Por el don de la fe se abre el ojo del corazón, el ojo interior que ve la existencia desde el promontorio del Espíritu, contemplando que solo hay un escenario en el que se lidia el drama de la vida. Es el escenario de lo que es, desde donde se contempla la vida tal como acontece. Ya no hay cabida para lamentos estériles, ni para consideraciones como “esto debería ser de otra manera”. Desaparece la preocupación de quedar bien o quedar mal. Ya no hay lugar para intereses egoístas y mezquinos, ni para el temor a las consecuencias que obstaculizan nuestras acciones. Ese escenario –el único que hay–  se contempla con realismo, pero al mismo tiempo con una confianza incondicional, y se ama tal como es, sin las interferencias de la “loca de la casa”. Uno puede zambullirse amorosamente en la vida, lleno de energía, sin el desgaste que produce el hecho de involucrarse.

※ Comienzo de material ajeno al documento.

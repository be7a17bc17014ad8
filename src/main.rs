use anyhow::Context;
use carga_clientes::prelude::*;
use clap::Parser;
use std::path::PathBuf;
use std::process::ExitCode;
use tracing_subscriber::EnvFilter;

/// Carrega o arquivo de clientes no PostgreSQL
#[derive(Debug, Parser)]
#[command(name = "carga-clientes", version, about)]
struct Cli {
    /// Arquivo de entrada (padrão: ETL_INPUT_FILE ou base_teste.txt)
    #[arg(short, long)]
    arquivo: Option<PathBuf>,

    /// Arquivo de configuração TOML; sem ele a configuração vem do ambiente
    #[arg(short, long)]
    config: Option<PathBuf>,
}

fn init_logging(config: &ETLConfig) {
    let filter = EnvFilter::try_from_default_env()
        .unwrap_or_else(|_| EnvFilter::new(&config.observability.log_level));

    let builder = tracing_subscriber::fmt().with_env_filter(filter);
    match config.observability.log_format {
        LogFormat::Json => builder.json().init(),
        LogFormat::Compact => builder.compact().init(),
        LogFormat::Pretty => builder.pretty().init(),
    }
}

fn load_config(cli: &Cli) -> anyhow::Result<ETLConfig> {
    let mut config = match &cli.config {
        Some(path) => ETLConfig::from_file(path)
            .with_context(|| format!("Falha ao ler {}", path.display()))?,
        None => ETLConfig::from_env().context("Configuração inválida no ambiente")?,
    };

    if let Some(path) = &cli.arquivo {
        config.input.file_path = path.display().to_string();
    }

    Ok(config)
}

async fn run(config: ETLConfig) -> anyhow::Result<PipelineResult> {
    let loader = PgLoader::connect_lazy(&config.database)?;

    loader
        .ping_with_retry(&config.retry)
        .await
        .context("Não foi possível conectar ao PostgreSQL")?;
    println!("Conectado ao banco de dados com sucesso!");

    loader
        .ensure_schema()
        .await
        .context("Falha ao criar a tabela clientes")?;

    let result = Pipeline::builder()
        .extract(FileExtractor::new(&config.input.file_path))
        .load(loader)
        .config(config.pipeline.clone())
        .build()
        .execute()
        .await
        .with_context(|| format!("Carga de {} abortada", config.input.file_path))?;

    Ok(result)
}

#[tokio::main]
async fn main() -> ExitCode {
    let cli = Cli::parse();

    let config = match load_config(&cli) {
        Ok(config) => config,
        Err(e) => {
            eprintln!("{:#}", e);
            return ExitCode::FAILURE;
        }
    };
    init_logging(&config);

    match run(config).await {
        Ok(result) => {
            println!("Dados carregados com sucesso!");
            println!(
                "   - Registros inseridos: {} ({} documentos inválidos, {} campos nulos)",
                result.rows_inserted, result.invalid_documents, result.fields_nulled
            );
            if result.has_warnings() {
                tracing::warn!(
                    campos_nulos = result.fields_nulled,
                    "Carga confirmada com campos convertidos para NULL"
                );
            }
            ExitCode::SUCCESS
        }
        Err(e) => {
            let code = e
                .downcast_ref::<ETLError>()
                .map(ETLError::error_code)
                .unwrap_or("GENERIC_ERROR");
            tracing::error!(codigo = code, "{:#}", e);
            ExitCode::FAILURE
        }
    }
}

El ojo interior es también la puerta a través de la cual se nos aparece el Resucitado, a través de la que somos dados a luz, naciendo de nuevo. A través de ella, el Espíritu que habita en las entrañas del mundo y en el corazón humano se manifiesta, ve como por primera vez, comprende y actúa amoldándose a cada uno, a ese perfil único e irrepetible de cada cual. Desde lo que acontece –tal y como sucede– y solamente desde ahí porque es lo único real, a uno se le sugiere y provoca para que haga lo que cree que tiene que hacer. Y hacer lo que debe hacer en las situaciones tal como se presentan, dejándose de lamentos por cómo deberían ser las cosas.

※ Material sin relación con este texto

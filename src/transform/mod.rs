pub mod coerce;
pub mod document;
pub mod normalize;
pub mod record;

Todo se hace espontáneamente, con naturalidad. Se hace lo que tiene que hacerse con la mente acallada de creencias y de deseos. Se vive con esa increíble intensidad que se despliega cuando se hacen las cosas como si todo dependiera de uno, y al mismo tiempo con una impresionante ligereza, sin ese peso de la responsabilidad agobiante, sin la sobrecarga del estrés, porque se sabe humildemente, que al final nada depende de uno. Todo es sencillo, espontáneo al no tomarse las cosas personalmente. Y la existencia siendo como es, difícil –no podemos olvidar que el Resucitado es el Crucificado–se vive permaneciendo anclado en la serenidad. La confianza y la paz se hermanan en una serena alegría desapropiada, que no está reñida con que aparezcan alegrías o tristezas efímeras.

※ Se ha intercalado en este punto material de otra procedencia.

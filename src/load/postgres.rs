//! # PostgreSQL Loader
//!
//! Carga na tabela `clientes` via sqlx. Cada transação prepara o INSERT uma
//! única vez e reutiliza o statement para todas as linhas.

use async_trait::async_trait;
use sqlx::postgres::{PgConnectOptions, PgPool, PgPoolOptions, PgSslMode, PgStatement};
use sqlx::{Executor, Postgres, Statement, Transaction};
use std::str::FromStr;
use std::time::Duration;
use crate::config::DatabaseConfig;
use crate::error::{ConfigError, ETLError, LoadError, Result};
use crate::traits::{LoadTransaction, Loader};
use crate::types::CustomerRecord;

pub const CREATE_TABLE_SQL: &str = r#"
    CREATE TABLE IF NOT EXISTS clientes (
        id SERIAL PRIMARY KEY,
        cpf TEXT,
        private BOOLEAN,
        incompleto BOOLEAN,
        data_ultima_compra DATE,
        ticket_medio NUMERIC,
        ticket_ultima_compra NUMERIC,
        loja_mais_frequente TEXT,
        loja_ultima_compra TEXT,
        cpf_valido BOOLEAN,
        cnpj_valido BOOLEAN
    )
"#;

pub const INSERT_SQL: &str = r#"
    INSERT INTO clientes (
        cpf, private, incompleto, data_ultima_compra, ticket_medio, ticket_ultima_compra,
        loja_mais_frequente, loja_ultima_compra, cpf_valido, cnpj_valido
    ) VALUES ($1, $2, $3, $4, $5::FLOAT8, $6::FLOAT8, $7, $8, $9, $10)
"#;

/// Carregador PostgreSQL
#[derive(Debug, Clone)]
pub struct PgLoader {
    pool: PgPool,
}

impl PgLoader {
    /// Cria o pool sem conectar; a conexão acontece no primeiro `ping`
    pub fn connect_lazy(config: &DatabaseConfig) -> Result<Self> {
        let ssl_mode = PgSslMode::from_str(&config.ssl_mode).map_err(|_| {
            ETLError::Config(ConfigError::InvalidValue {
                param: "database.ssl_mode".to_string(),
                value: config.ssl_mode.clone(),
            })
        })?;

        let options = PgConnectOptions::new()
            .host(&config.host)
            .port(config.port)
            .username(&config.user)
            .password(&config.password)
            .database(&config.name)
            .ssl_mode(ssl_mode);

        // Carga sequencial: uma conexão basta
        let pool = PgPoolOptions::new()
            .max_connections(1)
            .acquire_timeout(Duration::from_secs(config.connect_timeout_seconds))
            .connect_lazy_with(options);

        Ok(Self { pool })
    }

    pub fn pool(&self) -> &PgPool {
        &self.pool
    }
}

#[async_trait]
impl Loader for PgLoader {
    async fn ping(&self) -> Result<()> {
        sqlx::query("SELECT 1").execute(&self.pool).await?;
        Ok(())
    }

    async fn ensure_schema(&self) -> Result<()> {
        self.pool
            .execute(CREATE_TABLE_SQL)
            .await
            .map_err(|e| LoadError::Schema(e.to_string()))?;
        tracing::info!("Tabela clientes pronta");
        Ok(())
    }

    async fn begin(&self) -> Result<Box<dyn LoadTransaction>> {
        let mut tx = self
            .pool
            .begin()
            .await
            .map_err(|e| LoadError::Transaction(e.to_string()))?;

        let insert = (&mut *tx)
            .prepare(INSERT_SQL)
            .await
            .map_err(|e| LoadError::Prepare(e.to_string()))?;

        Ok(Box::new(PgTransaction { tx, insert }))
    }
}

/// Transação aberta com o INSERT preparado; o drop sem commit desfaz tudo
pub struct PgTransaction {
    tx: Transaction<'static, Postgres>,
    insert: PgStatement<'static>,
}

#[async_trait]
impl LoadTransaction for PgTransaction {
    async fn insert(&mut self, record: &CustomerRecord) -> Result<()> {
        self.insert
            .query()
            .bind(record.document.clone())
            .bind(record.is_private)
            .bind(record.is_incomplete)
            .bind(record.last_purchase_date)
            .bind(record.average_ticket)
            .bind(record.last_purchase_ticket)
            .bind(record.most_frequent_store.clone())
            .bind(record.last_purchase_store.clone())
            .bind(record.document_valid)
            .bind(record.store_document_valid)
            .execute(&mut *self.tx)
            .await?;
        Ok(())
    }

    async fn commit(self: Box<Self>) -> Result<()> {
        let PgTransaction { tx, .. } = *self;
        tx.commit()
            .await
            .map_err(|e| LoadError::Commit(e.to_string()))?;
        Ok(())
    }

    async fn rollback(self: Box<Self>) -> Result<()> {
        let PgTransaction { tx, .. } = *self;
        tx.rollback()
            .await
            .map_err(|e| LoadError::Rollback(e.to_string()))?;
        Ok(())
    }
}

#[cfg(test)]
mod tests {
    use super::*;
    use crate::config::ETLConfig;

    async fn count_rows(pool: &PgPool) -> i64 {
        sqlx::query_scalar::<_, i64>("SELECT COUNT(*) FROM clientes")
            .fetch_one(pool)
            .await
            .unwrap()
    }

    #[tokio::test]
    async fn test_invalid_ssl_mode() {
        let mut config = DatabaseConfig::default();
        config.ssl_mode = "talvez".to_string();
        assert!(matches!(
            PgLoader::connect_lazy(&config),
            Err(ETLError::Config(ConfigError::InvalidValue { .. }))
        ));
    }

    #[tokio::test]
    async fn test_connect_lazy_does_not_connect() {
        let mut config = DatabaseConfig::default();
        config.host = "host-inexistente.invalid".to_string();
        assert!(PgLoader::connect_lazy(&config).is_ok());
    }

    #[tokio::test]
    #[ignore] // Requer PostgreSQL (variáveis DB_*)
    async fn test_insert_is_rolled_back() {
        let config = ETLConfig::from_env().unwrap();
        let loader = PgLoader::connect_lazy(&config.database).unwrap();
        loader.ping().await.unwrap();
        loader.ensure_schema().await.unwrap();

        let before = count_rows(loader.pool()).await;

        let record = CustomerRecord {
            document: "529.982.247-25".to_string(),
            is_private: true,
            is_incomplete: false,
            last_purchase_date: chrono::NaiveDate::from_ymd_opt(2023, 5, 17),
            average_ticket: Some(1234.56),
            last_purchase_ticket: None,
            most_frequent_store: "LOJA".to_string(),
            last_purchase_store: "LOJA".to_string(),
            document_valid: true,
            store_document_valid: false,
        };

        let mut tx = loader.begin().await.unwrap();
        tx.insert(&record).await.unwrap();
        tx.insert(&record).await.unwrap();
        tx.rollback().await.unwrap();

        assert_eq!(count_rows(loader.pool()).await, before);
    }
}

No hay pasotismo, ni indiferencia, ni resignación, ni conformismo, sino más bien todo lo contrario porque la vida continúa siendo como es. Y habrá que seguir respondiendo a las situaciones que se presentan desde la propia realidad personal, desde los valores que a uno le constituyen. Pero se hará de una manera increíblemente efectiva porque con la apertura del ojo de la sabiduría, ya no habrá contaminación de esas interferencias que absorben tanta energía. Además, uno sabe y saborea que no está en las propias manos ni el control ni las consecuencias de las acciones. Sigo siendo sencillamente el que soy, con mis talentos y mis carencias, pero desplegadas desde la Paz de sentirme amado incondicionalmente. Queda atrás el reino de las creencias y se es introducido en el reino de la Gracia.

 

La virtud superior no se precia de virtuosa,

esa es su virtud.

La virtud inferior aprecia su propia virtud,

por eso no tiene virtud.

La virtud superior no actúa

ni tiene objetivos que alcanzar.

La virtud inferior actúa

y tiene objetivos que alcanzar.

La bondad superior actúa

y no tiene objetivos (Tao Te King, XXXVIII).

 

Este prodigioso milagro es siempre un regalo del Resucitado: sucede cuando menos lo esperamos, nos sorprende siempre, no puede ser contabilizado, nos deja sumidos en un estado de asombro que nos posee y nos da alas para volar fluidamente en la existencia. Al ser un don, poco podemos hacer para provocarlo. Solamente podemos aguardarlo, estar amorosamente a la espera. Gracias a este despertar, la decepción se transforma en ilusión, la desesperación en esperanza, la tristeza en alegría, la turbación en paz, la cobardía en coraje, el vacío en plenitud que se contagia y comunica. La mirada gris y moribunda sobre la vida, es ahora luminosa, penetrante y amorosa. Y al despertar a esta realidad transfigurada y nueva, podemos escuchar esa voz cálida que todo lo envuelve y que nos susurra: Paz a vosotros, que nos descentra, permite mirarnos con humor, y arranca del corazón nuestra expresión más asombrada, honda y agradecida: ¡Aleluya!